Inside a site enclosed with cement walls, three children played near a Russian-made military satellite vehicle. The soil was flat and levelled, with straight long marks where the bodies were believed buried. 
.... Details of Syria's mass graves first emerged during German court hearings and U.S. congressional testimony in 2021 and 2023. A man identified only as "the grave digger" testified repeatedly as a witness about his work at the Najha and Qutayfah sites during the German trial of Syrian government officials. 
While working in cemeteries around Damascus at the end of 2011, two intelligence officers showed up at his office and ordered him and his colleagues to transport and bury corpses. He testified that he rode in a van adorned with pictures of Assad and drove to the sites several times a week between 2011 and 2018, followed by large refrigeration trucks filled with bodies. 
The trucks carried several hundred corpses from Tishreen, Mezzeh and Harasta military hospitals to Najha and Qutayfah, he said in the trial. At the sites deep trenches were already dug and the grave digger and his colleagues would unload the corpses into the trenches, which would be covered with dirt by excavators as soon as a section of the trench was full, he said. 

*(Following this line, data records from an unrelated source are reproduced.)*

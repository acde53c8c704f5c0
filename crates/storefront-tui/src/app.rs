//! Application core — event loop, screen management, action dispatch.

use std::collections::HashMap;
use std::time::Duration;

use color_eyre::eyre::Result;
use crossterm::event::{KeyCode, KeyEvent, KeyModifiers};
use ratatui::{
    Frame,
    layout::{Constraint, Layout, Rect},
    text::{Line, Span},
    widgets::{Block, BorderType, Borders, Clear, Paragraph, Tabs},
};
use tokio::sync::mpsc;
use tracing::{debug, info};

use storefront_core::{CategoryDataSource, ProductDataSource};

use crate::action::Action;
use crate::component::Component;
use crate::screen::ScreenId;
use crate::screens::create_screens;
use crate::terminal::{Event, Input, Session};
use crate::theme;

/// Top-level application state and event loop.
pub struct App {
    /// Current active screen.
    active_screen: ScreenId,
    /// Previous screen for GoBack.
    previous_screen: Option<ScreenId>,
    screens: HashMap<ScreenId, Box<dyn Component>>,
    running: bool,
    help_visible: bool,
    /// Service host shown in the status bar.
    host: String,
    action_tx: mpsc::UnboundedSender<Action>,
    action_rx: mpsc::UnboundedReceiver<Action>,
}

impl App {
    pub fn new<C>(catalog: C, host: String, category: Option<String>) -> Self
    where
        C: ProductDataSource + CategoryDataSource + Clone,
    {
        let (action_tx, action_rx) = mpsc::unbounded_channel();

        let screens: HashMap<ScreenId, Box<dyn Component>> =
            create_screens(catalog, category.clone()).into_iter().collect();

        // The search screen mounts with `category` on its first focus.

        let active_screen = if category.is_some() {
            ScreenId::Search
        } else {
            ScreenId::Home
        };

        Self {
            active_screen,
            previous_screen: None,
            screens,
            running: true,
            help_visible: false,
            host,
            action_tx,
            action_rx,
        }
    }

    /// Initialize all screen components with the action sender.
    fn init_screens(&mut self) -> Result<()> {
        for screen in self.screens.values_mut() {
            screen.init(self.action_tx.clone())?;
        }
        if let Some(screen) = self.screens.get_mut(&self.active_screen) {
            screen.set_focused(true);
        }
        Ok(())
    }

    /// Run the main event loop.
    pub async fn run(&mut self) -> Result<()> {
        let mut session = Session::start()?;
        let (w, h) = session.size().unwrap_or((80, 24));
        debug!(w, h, "terminal size");
        self.init_screens()?;

        // 4 Hz animation tick, ~30 FPS redraw
        let mut events = Input::spawn(Duration::from_millis(250), Duration::from_millis(33));

        info!("TUI event loop started");

        while self.running {
            let Some(event) = events.next().await else {
                break;
            };

            match event {
                Event::Key(key) => {
                    if let Some(action) = self.handle_key_event(key)? {
                        self.action_tx.send(action)?;
                    }
                }
                Event::Paste(text) => self.handle_paste(&text)?,
                Event::Resize(w, h) => self.action_tx.send(Action::Resize(w, h))?,
                Event::Tick => self.action_tx.send(Action::Tick)?,
                Event::FocusGained | Event::Render => self.action_tx.send(Action::Render)?,
            }

            while let Ok(action) = self.action_rx.try_recv() {
                self.process_action(&action)?;

                if let Action::Render = action {
                    session.draw(|frame| self.render(frame))?;
                }
            }
        }

        drop(events);
        info!("TUI event loop ended");
        Ok(())
    }

    /// Map a key event to an action. Global keys are handled here unless
    /// the active screen owns the keyboard; everything else is delegated.
    fn handle_key_event(&mut self, key: KeyEvent) -> Result<Option<Action>> {
        if self.help_visible {
            return match key.code {
                KeyCode::Esc | KeyCode::Char('?') => Ok(Some(Action::ToggleHelp)),
                _ => Ok(None),
            };
        }

        if key.modifiers == KeyModifiers::CONTROL && key.code == KeyCode::Char('c') {
            return Ok(Some(Action::Quit));
        }

        let captured = self
            .screens
            .get(&self.active_screen)
            .is_some_and(|s| s.captures_input());

        if !captured {
            match (key.modifiers, key.code) {
                (KeyModifiers::NONE, KeyCode::Char('q')) => return Ok(Some(Action::Quit)),
                (KeyModifiers::NONE, KeyCode::Char('?')) => return Ok(Some(Action::ToggleHelp)),
                (KeyModifiers::NONE, KeyCode::Char(c @ '1'..='2')) => {
                    let n = u8::try_from(c).map_or(0, |b| b - b'0');
                    if let Some(screen) = ScreenId::from_number(n) {
                        return Ok(Some(Action::SwitchScreen(screen)));
                    }
                }
                (KeyModifiers::NONE, KeyCode::Tab) => {
                    return Ok(Some(Action::SwitchScreen(self.active_screen.next())));
                }
                (KeyModifiers::SHIFT, KeyCode::BackTab) => {
                    return Ok(Some(Action::SwitchScreen(self.active_screen.prev())));
                }
                _ => {}
            }
        }

        if let Some(screen) = self.screens.get_mut(&self.active_screen) {
            return screen.handle_key_event(key);
        }

        Ok(None)
    }

    /// Pastes only reach the active screen; there are no global paste actions.
    fn handle_paste(&mut self, text: &str) -> Result<()> {
        if self.help_visible {
            return Ok(());
        }
        if let Some(screen) = self.screens.get_mut(&self.active_screen) {
            if let Some(action) = screen.handle_paste(text)? {
                self.action_tx.send(action)?;
            }
        }
        Ok(())
    }

    fn switch_to(&mut self, target: ScreenId) {
        if target == self.active_screen {
            return;
        }
        debug!("switching screen: {} → {}", self.active_screen, target);
        if let Some(screen) = self.screens.get_mut(&self.active_screen) {
            screen.set_focused(false);
        }
        self.previous_screen = Some(self.active_screen);
        self.active_screen = target;
        if let Some(screen) = self.screens.get_mut(&self.active_screen) {
            screen.set_focused(true);
        }
    }

    /// Forward `action` to one screen and queue any follow-up.
    fn forward(&mut self, id: ScreenId, action: &Action) -> Result<()> {
        if let Some(screen) = self.screens.get_mut(&id) {
            if let Some(follow_up) = screen.update(action)? {
                self.action_tx.send(follow_up)?;
            }
        }
        Ok(())
    }

    /// Process a single action — update app state and propagate to components.
    fn process_action(&mut self, action: &Action) -> Result<()> {
        match action {
            Action::Quit => {
                self.running = false;
            }

            Action::Resize(w, h) => {
                debug!(w, h, "terminal resized");
            }

            Action::SwitchScreen(target) => self.switch_to(*target),

            Action::GoBack => {
                let target = self.previous_screen.take().unwrap_or(ScreenId::Home);
                self.switch_to(target);
            }

            Action::ToggleHelp => {
                self.help_visible = !self.help_visible;
            }

            // Route first so focusing the screen does not mount it a second time.
            Action::OpenSearch(_) => {
                self.forward(ScreenId::Search, action)?;
                self.switch_to(ScreenId::Search);
            }

            // Both screens keep a copy of the category list.
            Action::CategoriesLoaded(_) => {
                self.forward(ScreenId::Home, action)?;
                self.forward(ScreenId::Search, action)?;
            }

            Action::ProductsChanged => self.forward(ScreenId::Search, action)?,

            Action::ReloadCategories => self.forward(ScreenId::Home, action)?,

            Action::Tick => self.forward(self.active_screen, action)?,

            // Render is handled in the main loop
            Action::Render => {}
        }

        Ok(())
    }

    /// Render the full application frame.
    fn render(&self, frame: &mut Frame) {
        let area = frame.area();

        let layout = Layout::vertical([
            Constraint::Min(1),    // Screen content
            Constraint::Length(1), // Tab bar
            Constraint::Length(1), // Status bar
        ])
        .split(area);

        if let Some(screen) = self.screens.get(&self.active_screen) {
            screen.render(frame, layout[0]);
        }

        self.render_tab_bar(frame, layout[1]);
        self.render_status_bar(frame, layout[2]);

        if self.help_visible {
            render_help_overlay(frame, area);
        }
    }

    fn render_tab_bar(&self, frame: &mut Frame, area: Rect) {
        let titles: Vec<Line> = ScreenId::ALL
            .iter()
            .map(|&id| {
                let style = theme::tab(id == self.active_screen);
                Line::from(Span::styled(
                    format!(" {} {} ", id.number(), id.label()),
                    style,
                ))
            })
            .collect();

        let tabs = Tabs::new(titles)
            .divider(Span::styled(" ", theme::hint()))
            .select(
                ScreenId::ALL
                    .iter()
                    .position(|&s| s == self.active_screen)
                    .unwrap_or(0),
            );

        frame.render_widget(tabs, area);
    }

    /// Service host plus the active screen's key hints.
    fn render_status_bar(&self, frame: &mut Frame, area: Rect) {
        let mut spans = vec![
            Span::raw(" "),
            Span::styled(
                format!("● {}", self.host),
                theme::connected(),
            ),
            Span::styled(" │", theme::hint()),
        ];

        let screen_hints = self
            .screens
            .get(&self.active_screen)
            .map(|s| s.key_hints())
            .unwrap_or_default();
        for &(key, label) in screen_hints.iter().chain(&[("?", "help"), ("q", "quit")]) {
            spans.push(Span::styled(format!(" {key}"), theme::hint_key()));
            spans.push(Span::styled(format!(" {label} "), theme::hint()));
        }

        frame.render_widget(Paragraph::new(Line::from(spans)), area);
    }
}

fn help_row(key: &'static str, label: &'static str) -> Line<'static> {
    Line::from(vec![
        Span::styled(format!("  {key:<10}"), theme::hint_key()),
        Span::styled(label, theme::hint()),
    ])
}

/// Render the help overlay centered on screen.
fn render_help_overlay(frame: &mut Frame, area: Rect) {
    let help_width = 56u16.min(area.width.saturating_sub(4));
    let help_height = 24u16.min(area.height.saturating_sub(2));

    let x = (area.width.saturating_sub(help_width)) / 2;
    let y = (area.height.saturating_sub(help_height)) / 2;
    let help_area = Rect::new(area.x + x, area.y + y, help_width, help_height);

    frame.render_widget(Clear, help_area);

    let block = Block::default()
        .title(" Keyboard Shortcuts ")
        .title_style(theme::heading())
        .borders(Borders::ALL)
        .border_type(BorderType::Rounded)
        .border_style(theme::frame(true))
        .style(theme::overlay());

    let inner = block.inner(help_area);
    frame.render_widget(block, help_area);

    let section = |title: &'static str| {
        Line::from(Span::styled(
            format!("  {title}"),
            theme::accent(),
        ))
    };

    let help_text = vec![
        Line::from(""),
        section("Navigation"),
        help_row("1/2", "Jump to screen"),
        help_row("Tab", "Next screen"),
        help_row("j/k ↑/↓", "Move up/down"),
        help_row("g/G", "Top / bottom"),
        help_row("Enter", "Open category"),
        help_row("Esc", "Back / dismiss error"),
        Line::from(""),
        section("Search"),
        help_row("/", "Edit search text, Enter submits"),
        help_row("r", "Refresh results"),
        help_row("f", "Filter by category and sort"),
        help_row("x", "Reset filter (in filter)"),
        Line::from(""),
        section("Global"),
        help_row("?", "This help"),
        help_row("q", "Quit"),
        Line::from(""),
        Line::from(Span::styled(
            "                    Esc or ? to close",
            theme::hint(),
        )),
    ];

    frame.render_widget(Paragraph::new(help_text), inner);
}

"Every week, twice a week, three trailer trucks arrived, packed with 300 to 600 bodies of victims of torture, starvation, and execution from military hospitals and intelligence branches around Damascus," he told Congress in a written statement. 
The grave digger escaped from Syria to Europe in 2018 and has repeatedly testified about the mass graves, but always with his identity shielded from the public and the media.